use std::path::PathBuf;

#[derive(Debug, thiserror::Error)]
pub enum Error {
    #[error("Failed to read {}", path.display())]
    Io {
        path: PathBuf,
        #[source]
        source: std::io::Error,
    },

    #[error("Invalid select list configuration: {0}")]
    Yaml(#[from] serde_yml::Error),
}

pub type Result<T> = std::result::Result<T, Error>;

- [What is being asked]:
Every line above needs to be repeated exactly as shown.

- [Expected answer]:
use std::path::PathBuf;

#[derive(Debug, thiserror::Error)]
pub enum Error {
    #[error("Failed to read {}", path.display())]
    Io {
        path: PathBuf,
        #[source]
        source: std::io::Error,
    },

    #[error("Invalid select list configuration: {0}")]
    Yaml(#[from] serde_yml::Error),
}

pub type Result<T> = std::result::Result<T, Error>;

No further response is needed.